//! Tests for the wishlist aggregate and access rules.

use std::collections::BTreeSet;

use chrono::{TimeZone, Utc};
use rstest::{fixture, rstest};

use super::access::{AccessRule, WishlistScope, access_grant, can_access, require_owner};
use super::*;
use crate::domain::{EmailAddress, User};

#[fixture]
fn owner() -> UserId {
    UserId::random()
}

fn draft(owner_id: UserId) -> WishlistDraft {
    WishlistDraft {
        title: "Birthday".to_owned(),
        description: "Things for March".to_owned(),
        visibility: None,
        owner_id,
        allowed_user_ids: BTreeSet::new(),
        created_at: Utc
            .with_ymd_and_hms(2026, 3, 1, 12, 0, 0)
            .single()
            .expect("fixed timestamp"),
    }
}

fn persisted(
    owner_id: UserId,
    visibility: WishlistVisibility,
    grantees: impl IntoIterator<Item = UserId>,
) -> Wishlist {
    let mut d = draft(owner_id);
    d.visibility = Some(visibility);
    d.allowed_user_ids = grantees.into_iter().collect();
    NewWishlist::new(d)
        .expect("valid draft")
        .into_persisted(WishlistId::random())
}

#[rstest]
fn new_wishlist_defaults_to_opened_and_public(owner: UserId) {
    let wishlist = NewWishlist::new(draft(owner)).expect("valid draft");
    assert_eq!(wishlist.status(), WishlistStatus::Opened);
    assert_eq!(wishlist.visibility(), WishlistVisibility::Public);
}

#[rstest]
fn new_wishlist_trims_text(owner: UserId) {
    let mut d = draft(owner);
    d.title = "  Birthday \n".to_owned();
    d.description = "\tThings ".to_owned();

    let wishlist = NewWishlist::new(d).expect("valid draft");
    assert_eq!(wishlist.title(), "Birthday");
    assert_eq!(wishlist.description(), "Things");
}

#[rstest]
#[case("   ", "desc", WishlistValidationError::BlankTitle)]
#[case("", "desc", WishlistValidationError::BlankTitle)]
#[case("title", " \t", WishlistValidationError::BlankDescription)]
fn new_wishlist_rejects_blank_text(
    owner: UserId,
    #[case] title: &str,
    #[case] description: &str,
    #[case] expected: WishlistValidationError,
) {
    let mut d = draft(owner);
    d.title = title.to_owned();
    d.description = description.to_owned();
    assert_eq!(NewWishlist::new(d), Err(expected));
}

#[rstest]
fn validation_errors_name_their_field() {
    assert_eq!(WishlistValidationError::BlankTitle.field(), "title");
    assert_eq!(
        WishlistValidationError::BlankDescription.field(),
        "description"
    );
}

#[rstest]
#[case("OPENED", WishlistStatus::Opened)]
#[case("CLOSED", WishlistStatus::Closed)]
fn status_parses_canonical_form(#[case] raw: &str, #[case] expected: WishlistStatus) {
    assert_eq!(raw.parse::<WishlistStatus>(), Ok(expected));
    assert_eq!(expected.to_string(), raw);
}

#[rstest]
fn visibility_rejects_unknown_values() {
    let err = "FRIENDS".parse::<WishlistVisibility>().expect_err("unknown");
    assert_eq!(err.to_string(), "unknown visibility value: FRIENDS");
}

#[rstest]
fn enums_serialise_in_upper_case() {
    let json = serde_json::to_string(&(WishlistStatus::Opened, WishlistVisibility::Private))
        .expect("serialise");
    assert_eq!(json, r#"["OPENED","PRIVATE"]"#);
}

#[rstest]
fn empty_patch_leaves_wishlist_unchanged(owner: UserId) {
    let original = persisted(owner, WishlistVisibility::Private, [UserId::random()]);
    let mut patched = original.clone();

    patched
        .apply(WishlistChanges::default())
        .expect("empty patch applies");
    assert_eq!(patched, original);
}

#[rstest]
fn patch_replaces_grantees_rather_than_merging(owner: UserId) {
    let kept = UserId::random();
    let mut wishlist = persisted(owner, WishlistVisibility::Private, [UserId::random()]);

    wishlist
        .apply(WishlistChanges {
            allowed_user_ids: Some(BTreeSet::from([kept.clone()])),
            ..WishlistChanges::default()
        })
        .expect("patch applies");
    assert_eq!(wishlist.allowed_user_ids(), &BTreeSet::from([kept]));

    wishlist
        .apply(WishlistChanges {
            allowed_user_ids: Some(BTreeSet::new()),
            ..WishlistChanges::default()
        })
        .expect("patch applies");
    assert!(wishlist.allowed_user_ids().is_empty());
}

#[rstest]
fn invalid_patch_is_all_or_nothing(owner: UserId) {
    let original = persisted(owner, WishlistVisibility::Public, []);
    let mut patched = original.clone();

    let result = patched.apply(WishlistChanges {
        title: Some("New title".to_owned()),
        description: Some("   ".to_owned()),
        status: Some(WishlistStatus::Closed),
        ..WishlistChanges::default()
    });

    assert_eq!(result, Err(WishlistValidationError::BlankDescription));
    assert_eq!(patched, original);
}

#[rstest]
fn patch_updates_status_and_visibility(owner: UserId) {
    let mut wishlist = persisted(owner, WishlistVisibility::Public, []);
    wishlist
        .apply(WishlistChanges {
            status: Some(WishlistStatus::Closed),
            visibility: Some(WishlistVisibility::Private),
            title: Some(" Renamed ".to_owned()),
            ..WishlistChanges::default()
        })
        .expect("patch applies");

    assert_eq!(wishlist.status(), WishlistStatus::Closed);
    assert_eq!(wishlist.visibility(), WishlistVisibility::Private);
    assert_eq!(wishlist.title(), "Renamed");
}

#[rstest]
fn restore_rejects_blank_stored_title(owner: UserId) {
    let wishlist = persisted(owner, WishlistVisibility::Public, []);
    let record = WishlistRecord {
        id: wishlist.id(),
        title: " ".to_owned(),
        description: wishlist.description().to_owned(),
        status: wishlist.status(),
        visibility: wishlist.visibility(),
        owner_id: wishlist.owner_id().clone(),
        allowed_user_ids: BTreeSet::new(),
        created_at: wishlist.created_at(),
    };
    assert_eq!(
        Wishlist::restore(record),
        Err(WishlistValidationError::BlankTitle)
    );
}

#[rstest]
#[case::owner_private(true, WishlistVisibility::Private, false, Some(AccessRule::Owner))]
#[case::stranger_public(false, WishlistVisibility::Public, false, Some(AccessRule::Public))]
#[case::grantee_private(false, WishlistVisibility::Private, true, Some(AccessRule::Grantee))]
#[case::stranger_private(false, WishlistVisibility::Private, false, None)]
fn access_follows_owner_visibility_and_grantees(
    owner: UserId,
    #[case] viewer_is_owner: bool,
    #[case] visibility: WishlistVisibility,
    #[case] viewer_is_grantee: bool,
    #[case] expected: Option<AccessRule>,
) {
    let viewer = if viewer_is_owner {
        owner.clone()
    } else {
        UserId::random()
    };
    let grantees = viewer_is_grantee.then(|| viewer.clone());
    let wishlist = persisted(owner, visibility, grantees);

    assert_eq!(access_grant(&wishlist, &viewer), expected);
    assert_eq!(can_access(&wishlist, &viewer), expected.is_some());
}

#[rstest]
fn access_equals_disjunction_of_rules_for_every_combination() {
    let owner = UserId::random();
    let viewers = [owner.clone(), UserId::random()];
    for viewer in &viewers {
        for visibility in [WishlistVisibility::Public, WishlistVisibility::Private] {
            for granted in [false, true] {
                let grantees = granted.then(|| viewer.clone());
                let wishlist = persisted(owner.clone(), visibility, grantees);
                let expected = viewer == &owner
                    || visibility == WishlistVisibility::Public
                    || granted;
                assert_eq!(can_access(&wishlist, viewer), expected);
                assert_eq!(
                    AccessRule::ALL.iter().any(|r| r.admits(&wishlist, viewer)),
                    expected
                );
            }
        }
    }
}

#[rstest]
fn require_owner_reports_actor_and_wishlist(owner: UserId) {
    let wishlist = persisted(owner.clone(), WishlistVisibility::Public, []);
    let stranger = User::new(
        UserId::random(),
        EmailAddress::new("eve@example.com").expect("valid email"),
    );
    let owner_user = User::new(
        owner,
        EmailAddress::new("ada@example.com").expect("valid email"),
    );

    assert!(require_owner(&wishlist, &owner_user).is_ok());
    let denied = require_owner(&wishlist, &stranger).expect_err("stranger is denied");
    assert_eq!(denied.wishlist_id(), wishlist.id());
    assert_eq!(denied.actor_email().as_ref(), "eve@example.com");
    assert_eq!(
        denied.to_string(),
        format!("eve@example.com is not the owner of wishlist {}", wishlist.id())
    );
}

#[rstest]
fn scope_restricts_to_ids_and_access(owner: UserId) {
    let viewer = UserId::random();
    let public = persisted(owner.clone(), WishlistVisibility::Public, []);
    let hidden = persisted(owner.clone(), WishlistVisibility::Private, []);
    let shared = persisted(owner, WishlistVisibility::Private, [viewer.clone()]);

    let all = WishlistScope::all_for(viewer.clone());
    assert!(all.admits(&public));
    assert!(!all.admits(&hidden));
    assert!(all.admits(&shared));

    let subset = WishlistScope::within(viewer.clone(), [public.id(), hidden.id()]);
    assert!(subset.admits(&public));
    assert!(!subset.admits(&hidden));
    assert!(!subset.admits(&shared));

    let empty = WishlistScope::within(viewer, []);
    assert!(empty.is_empty());
    assert!(!empty.admits(&public));
    assert!(!all.is_empty());
}
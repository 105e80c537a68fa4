//! HTTP adapter mapping for domain errors.
//!
//! Purpose: keep the domain error type HTTP-agnostic while allowing Actix
//! handlers to turn domain failures into consistent JSON responses and status
//! codes. Internal errors are logged in full and redacted on the wire.
//! Extractor failures (malformed JSON bodies, unparsable query strings) are
//! folded into the same envelope via the `*_error_handler` hooks.

use actix_web::error::{JsonPayloadError, QueryPayloadError};
use actix_web::{HttpRequest, HttpResponse, ResponseError, http::StatusCode};
use serde_json::json;
use tracing::{error, warn};

use crate::domain::{Error, ErrorCode, TRACE_ID_HEADER};

/// Convenient result alias for HTTP handlers.
pub type ApiResult<T> = Result<T, Error>;

fn status_for(code: ErrorCode) -> StatusCode {
    match code {
        ErrorCode::InvalidRequest => StatusCode::BAD_REQUEST,
        ErrorCode::Unauthorized => StatusCode::UNAUTHORIZED,
        ErrorCode::Forbidden => StatusCode::FORBIDDEN,
        ErrorCode::NotFound => StatusCode::NOT_FOUND,
        ErrorCode::Conflict => StatusCode::CONFLICT,
        ErrorCode::ServiceUnavailable => StatusCode::SERVICE_UNAVAILABLE,
        ErrorCode::InternalError => StatusCode::INTERNAL_SERVER_ERROR,
    }
}

fn client_payload(error: &Error) -> Error {
    if error.code() != ErrorCode::InternalError {
        return error.clone();
    }
    let redacted = Error::internal("Internal server error");
    match error.trace_id() {
        Some(id) => redacted.with_trace_id(id.to_owned()),
        None => redacted,
    }
}

impl ResponseError for Error {
    fn status_code(&self) -> StatusCode {
        status_for(self.code())
    }

    fn error_response(&self) -> HttpResponse {
        let status = self.status_code();
        match self.code() {
            ErrorCode::InternalError => error!(
                trace_id = self.trace_id(),
                message = self.message(),
                "request failed with internal error"
            ),
            ErrorCode::ServiceUnavailable => warn!(
                trace_id = self.trace_id(),
                message = self.message(),
                "request failed on unavailable dependency"
            ),
            _ => {}
        }

        let mut builder = HttpResponse::build(status);
        if let Some(id) = self.trace_id() {
            builder.insert_header((TRACE_ID_HEADER, id.to_owned()));
        }
        builder.json(client_payload(self))
    }
}

impl From<actix_web::Error> for Error {
    fn from(err: actix_web::Error) -> Self {
        error!(error = %err, "actix error promoted to domain error");
        Error::internal("Internal server error")
    }
}

/// Turn JSON body extraction failures into `invalid_request` envelopes.
///
/// Install with `web::JsonConfig::default().error_handler(json_error_handler)`.
pub fn json_error_handler(err: JsonPayloadError, _req: &HttpRequest) -> actix_web::Error {
    let code = match &err {
        JsonPayloadError::ContentType => "unsupported_content_type",
        JsonPayloadError::Overflow { .. } | JsonPayloadError::OverflowKnownLength { .. } => {
            "payload_too_large"
        }
        _ => "malformed_body",
    };
    Error::invalid_request(format!("invalid JSON body: {err}"))
        .with_details(json!({ "code": code }))
        .into()
}

/// Turn query string extraction failures into `invalid_request` envelopes.
pub fn query_error_handler(err: QueryPayloadError, _req: &HttpRequest) -> actix_web::Error {
    Error::invalid_request(format!("invalid query string: {err}"))
        .with_details(json!({ "code": "malformed_query" }))
        .into()
}
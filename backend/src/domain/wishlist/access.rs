//! Wishlist access rules.
//!
//! A viewer may read a wishlist when any [`AccessRule`] admits them. The rule
//! set is enumerable so storage adapters can translate each rule into a
//! filter clause instead of re-deriving the predicate; see
//! [`WishlistScope`] for the query contract.

use std::collections::BTreeSet;

use crate::domain::{EmailAddress, User, UserId};

use super::{Wishlist, WishlistId, WishlistVisibility};

/// One disjunct of the read-access predicate.
#[derive(Debug, Clone, Copy, PartialEq, Eq, Hash)]
pub enum AccessRule {
    /// The viewer owns the wishlist.
    Owner,
    /// The wishlist is public.
    Public,
    /// The viewer is in the grantee set.
    Grantee,
}

impl AccessRule {
    /// Every rule; a viewer is admitted when any of them holds.
    pub const ALL: [Self; 3] = [Self::Owner, Self::Public, Self::Grantee];

    /// Whether this rule alone admits `viewer`.
    pub fn admits(self, wishlist: &Wishlist, viewer: &UserId) -> bool {
        match self {
            Self::Owner => wishlist.owner_id() == viewer,
            Self::Public => wishlist.visibility() == WishlistVisibility::Public,
            Self::Grantee => wishlist.allowed_user_ids().contains(viewer),
        }
    }
}

/// First rule admitting `viewer`, if any.
pub fn access_grant(wishlist: &Wishlist, viewer: &UserId) -> Option<AccessRule> {
    AccessRule::ALL
        .into_iter()
        .find(|rule| rule.admits(wishlist, viewer))
}

/// Whether `viewer` may read `wishlist`.
///
/// # Examples
/// ```
/// use std::collections::BTreeSet;
///
/// use chrono::Utc;
/// use wishlist_backend::domain::{
///     can_access, NewWishlist, UserId, WishlistDraft, WishlistId, WishlistVisibility,
/// };
///
/// let owner = UserId::random();
/// let wishlist = NewWishlist::new(WishlistDraft {
///     title: "Private".to_owned(),
///     description: "Owner only".to_owned(),
///     visibility: Some(WishlistVisibility::Private),
///     owner_id: owner.clone(),
///     allowed_user_ids: BTreeSet::new(),
///     created_at: Utc::now(),
/// })
/// .expect("valid draft")
/// .into_persisted(WishlistId::random());
///
/// assert!(can_access(&wishlist, &owner));
/// assert!(!can_access(&wishlist, &UserId::random()));
/// ```
pub fn can_access(wishlist: &Wishlist, viewer: &UserId) -> bool {
    access_grant(wishlist, viewer).is_some()
}

/// Raised when someone other than the owner tries to change a wishlist.
#[derive(Debug, Clone, PartialEq, Eq, thiserror::Error)]
#[error("{actor_email} is not the owner of wishlist {wishlist_id}")]
pub struct AccessDenied {
    actor_email: EmailAddress,
    wishlist_id: WishlistId,
}

impl AccessDenied {
    pub fn actor_email(&self) -> &EmailAddress {
        &self.actor_email
    }

    pub fn wishlist_id(&self) -> WishlistId {
        self.wishlist_id
    }
}

/// Fail unless `actor` owns `wishlist`.
pub fn require_owner(wishlist: &Wishlist, actor: &User) -> Result<(), AccessDenied> {
    if wishlist.owner_id() == actor.id() {
        Ok(())
    } else {
        Err(AccessDenied {
            actor_email: actor.email().clone(),
            wishlist_id: wishlist.id(),
        })
    }
}

/// The accessible-query contract: wishlists the viewer may read, optionally
/// narrowed to an id subset.
#[derive(Debug, Clone, PartialEq, Eq)]
pub struct WishlistScope {
    viewer: UserId,
    ids: Option<BTreeSet<WishlistId>>,
}

impl WishlistScope {
    /// Everything `viewer` may read.
    pub fn all_for(viewer: UserId) -> Self {
        Self { viewer, ids: None }
    }

    /// The readable members of `ids`.
    pub fn within(viewer: UserId, ids: impl IntoIterator<Item = WishlistId>) -> Self {
        Self {
            viewer,
            ids: Some(ids.into_iter().collect()),
        }
    }

    pub fn viewer(&self) -> &UserId {
        &self.viewer
    }

    /// The id restriction, `None` meaning unrestricted.
    pub fn ids(&self) -> Option<&BTreeSet<WishlistId>> {
        self.ids.as_ref()
    }

    /// True when the scope is restricted to no ids at all; stores can answer
    /// without a round trip.
    pub fn is_empty(&self) -> bool {
        self.ids.as_ref().is_some_and(BTreeSet::is_empty)
    }

    /// In-memory form of the accessible query.
    pub fn admits(&self, wishlist: &Wishlist) -> bool {
        let in_subset = self
            .ids
            .as_ref()
            .is_none_or(|ids| ids.contains(&wishlist.id()));
        in_subset && can_access(wishlist, &self.viewer)
    }
}
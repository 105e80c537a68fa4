//! Embedded schema migrations applied at start-up.

use diesel::{Connection, PgConnection};
use diesel_migrations::{EmbeddedMigrations, MigrationHarness, embed_migrations};
use tracing::info;

const MIGRATIONS: EmbeddedMigrations = embed_migrations!("migrations");

/// Errors raised while applying migrations.
#[derive(Debug, Clone, PartialEq, Eq, thiserror::Error)]
pub enum MigrationError {
    /// The database could not be reached.
    #[error("migration connection failed: {message}")]
    Connection { message: String },
    /// A migration failed to apply.
    #[error("migration failed: {message}")]
    Apply { message: String },
}

fn apply_pending(database_url: &str) -> Result<usize, MigrationError> {
    let mut conn = PgConnection::establish(database_url).map_err(|err| {
        MigrationError::Connection {
            message: err.to_string(),
        }
    })?;
    let applied = conn
        .run_pending_migrations(MIGRATIONS)
        .map_err(|err| MigrationError::Apply {
            message: err.to_string(),
        })?;
    Ok(applied.len())
}

/// Apply every pending migration on a blocking worker thread.
///
/// # Errors
///
/// Returns [`MigrationError`] when the database is unreachable or a
/// migration fails.
pub async fn run_pending_migrations(database_url: &str) -> Result<(), MigrationError> {
    let url = database_url.to_owned();
    let applied = tokio::task::spawn_blocking(move || apply_pending(&url))
        .await
        .map_err(|err| MigrationError::Apply {
            message: format!("migration task panicked: {err}"),
        })??;
    info!(applied, "database migrations applied");
    Ok(())
}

- _Brief_
Each line of the records, from the opening one through the line holding "d.visibility = Some(visibility);", should be restated word for word, with nothing else in the answer.

- _Finished task_
//! Tests for the wishlist aggregate and access rules.

use std::collections::BTreeSet;

use chrono::{TimeZone, Utc};
use rstest::{fixture, rstest};

use super::access::{AccessRule, WishlistScope, access_grant, can_access, require_owner};
use super::*;
use crate::domain::{EmailAddress, User};

#[fixture]
fn owner() -> UserId {
    UserId::random()
}

fn draft(owner_id: UserId) -> WishlistDraft {
    WishlistDraft {
        title: "Birthday".to_owned(),
        description: "Things for March".to_owned(),
        visibility: None,
        owner_id,
        allowed_user_ids: BTreeSet::new(),
        created_at: Utc
            .with_ymd_and_hms(2026, 3, 1, 12, 0, 0)
            .single()
            .expect("fixed timestamp"),
    }
}

fn persisted(
    owner_id: UserId,
    visibility: WishlistVisibility,
    grantees: impl IntoIterator<Item = UserId>,
) -> Wishlist {
    let mut d = draft(owner_id);
    d.visibility = Some(visibility);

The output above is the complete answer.